Once Again, Georgia has Third-Worst Foreclosure, Mortgage Default Rate in Country
While there may be legitimate reasons to take out a Georgia mortgage at the moment, those that did so a few years ago are feeling a financial burden. And it’s one almost unprecedented around the country.
With one new foreclosure filing for every 439 households, Georgia had the nation’s third-highest state foreclosure rate for the second month in a row, according to RealtyTrac’s November 2006 U.S. Foreclosure Market Report.
Georgia reported 7,056 properties entering some stage of foreclosure in November - a 2 percent jump from October and a nearly 60 percent increase from November 2005.
The highest rate befell Colorado mortgage holders, while Nevada came in second.
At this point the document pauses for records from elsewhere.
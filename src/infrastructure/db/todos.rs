use crate::domain::entities::{TodoInput, TodoItem, TodoPatch};
use crate::domain::error::{AppError, Result};
use crate::domain::import::ImportedTodo;
use sqlx::SqlitePool;

pub struct TodoRepository {
    pool: SqlitePool,
}

impl TodoRepository {
    pub fn new(pool: SqlitePool) -> Self {
        Self { pool }
    }

    pub async fn list(&self) -> Result<Vec<TodoItem>> {
        let todos = sqlx::query_as::<_, TodoEntity>(
            "SELECT id, title, description, priority, assignee, due_date, complete, created_at
             FROM todos ORDER BY id",
        )
        .fetch_all(&self.pool)
        .await
        .map_err(|e| AppError::DatabaseError(format!("Failed to list todos: {}", e)))?;

        Ok(todos.into_iter().map(|t| t.into()).collect())
    }

    pub async fn get(&self, id: i64) -> Result<TodoItem> {
        let todo = sqlx::query_as::<_, TodoEntity>(
            "SELECT id, title, description, priority, assignee, due_date, complete, created_at
             FROM todos WHERE id = ?",
        )
        .bind(id)
        .fetch_optional(&self.pool)
        .await
        .map_err(|e| AppError::DatabaseError(format!("Failed to fetch todo: {}", e)))?;

        match todo {
            Some(todo) => Ok(todo.into()),
            None => Err(AppError::NotFound(format!("Todo not found: {}", id))),
        }
    }

    pub async fn create(&self, input: &TodoInput) -> Result<TodoItem> {
        let todo = sqlx::query_as::<_, TodoEntity>(
            "INSERT INTO todos (title, description, priority, assignee, due_date, complete)
             VALUES (?, ?, ?, ?, ?, ?) RETURNING *",
        )
        .bind(&input.title)
        .bind(input.description.as_deref().unwrap_or(""))
        .bind(input.priority.as_deref().unwrap_or("medium"))
        .bind(input.assignee.as_deref().unwrap_or(""))
        .bind(input.due_date.as_deref().unwrap_or(""))
        .bind(input.complete.unwrap_or(false))
        .fetch_one(&self.pool)
        .await
        .map_err(|e| AppError::DatabaseError(format!("Failed to create todo: {}", e)))?;

        Ok(todo.into())
    }

    pub async fn update(&self, id: i64, patch: &TodoPatch) -> Result<TodoItem> {
        let current = self.get(id).await?;

        let todo = sqlx::query_as::<_, TodoEntity>(
            "UPDATE todos
             SET title = ?, description = ?, priority = ?, assignee = ?, due_date = ?, complete = ?
             WHERE id = ? RETURNING *",
        )
        .bind(patch.title.as_ref().unwrap_or(&current.title))
        .bind(patch.description.as_ref().unwrap_or(&current.description))
        .bind(patch.priority.as_ref().unwrap_or(&current.priority))
        .bind(patch.assignee.as_ref().unwrap_or(&current.assignee))
        .bind(patch.due_date.as_ref().unwrap_or(&current.due_date))
        .bind(patch.complete.unwrap_or(current.complete))
        .bind(id)
        .fetch_one(&self.pool)
        .await
        .map_err(|e| AppError::DatabaseError(format!("Failed to update todo: {}", e)))?;

        Ok(todo.into())
    }

    pub async fn delete(&self, id: i64) -> Result<u64> {
        let result = sqlx::query("DELETE FROM todos WHERE id = ?")
            .bind(id)
            .execute(&self.pool)
            .await
            .map_err(|e| AppError::DatabaseError(format!("Failed to delete todo: {}", e)))?;

        Ok(result.rows_affected())
    }

    pub async fn insert_imported(&self, imported: &[ImportedTodo]) -> Result<u64> {
        for todo in imported {
            sqlx::query(
                "INSERT INTO todos (title, description, priority, assignee, due_date, complete)
                 VALUES (?, ?, ?, ?, ?, ?)",
            )
            .bind(&todo.title)
            .bind(&todo.description)
            .bind(&todo.priority)
            .bind(&todo.assignee)
            .bind(&todo.due_date)
            .bind(todo.complete)
            .execute(&self.pool)
            .await
            .map_err(|e| AppError::DatabaseError(format!("Failed to import todo: {}", e)))?;
        }

        Ok(imported.len() as u64)
    }
}

// Internal entity for database mapping
#[derive(sqlx::FromRow)]
struct TodoEntity {
    id: i64,
    title: String,
    description: String,
    priority: String,
    assignee: String,
    due_date: String,
    complete: bool,
    created_at: chrono::DateTime<chrono::Utc>,
}

impl From<TodoEntity> for TodoItem {
    fn from(e: TodoEntity) -> Self {
        Self {
            id: e.id,
            title: e.title,
            description: e.description,
            priority: e.priority,
            assignee: e.assignee,
            due_date: e.due_date,
            complete: e.complete,
            created_at: e.created_at,
        }
    }
}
The U.S. Foreclosure Market Report also 120,334 properties across the United States entered some stage of foreclosure during November - an increase of 4 percent from October and a jump of 68 percent from November 2005. The report further shows a national foreclosure rate of one new foreclosure filing for every 961 U.S. households - the highest monthly foreclosure rate reported so far in 2006.
“Defaults, auctions and bank repossessions all trended higher in November, bringing the year-to-date foreclosure total to almost 1.2 million - up 43 percent from the same 11-month period of 2005,” said James J. Saccacio, RealtyTrac CEO.
“With home price appreciation slowing, and even declining in some areas of the country, home buyers who stretched themselves financially to purchase a property don’t have much equity to work with if they experience even a small bump in their mortgage rate or disruption in their income.
However, the recent dip in interest rates, combined with relatively low unemployment in most areas of the country, should keep foreclosures from accelerating to the point where they impact the entire housing market.”



January 26th, 2007 at 6:36 am
If you think housing is in trouble check out the national debt which exceeds $8.6 trillion. Last year we the people paid out over $400 billion in interest on the national debt.
Unfunded federal obligations exceed $54 trillion.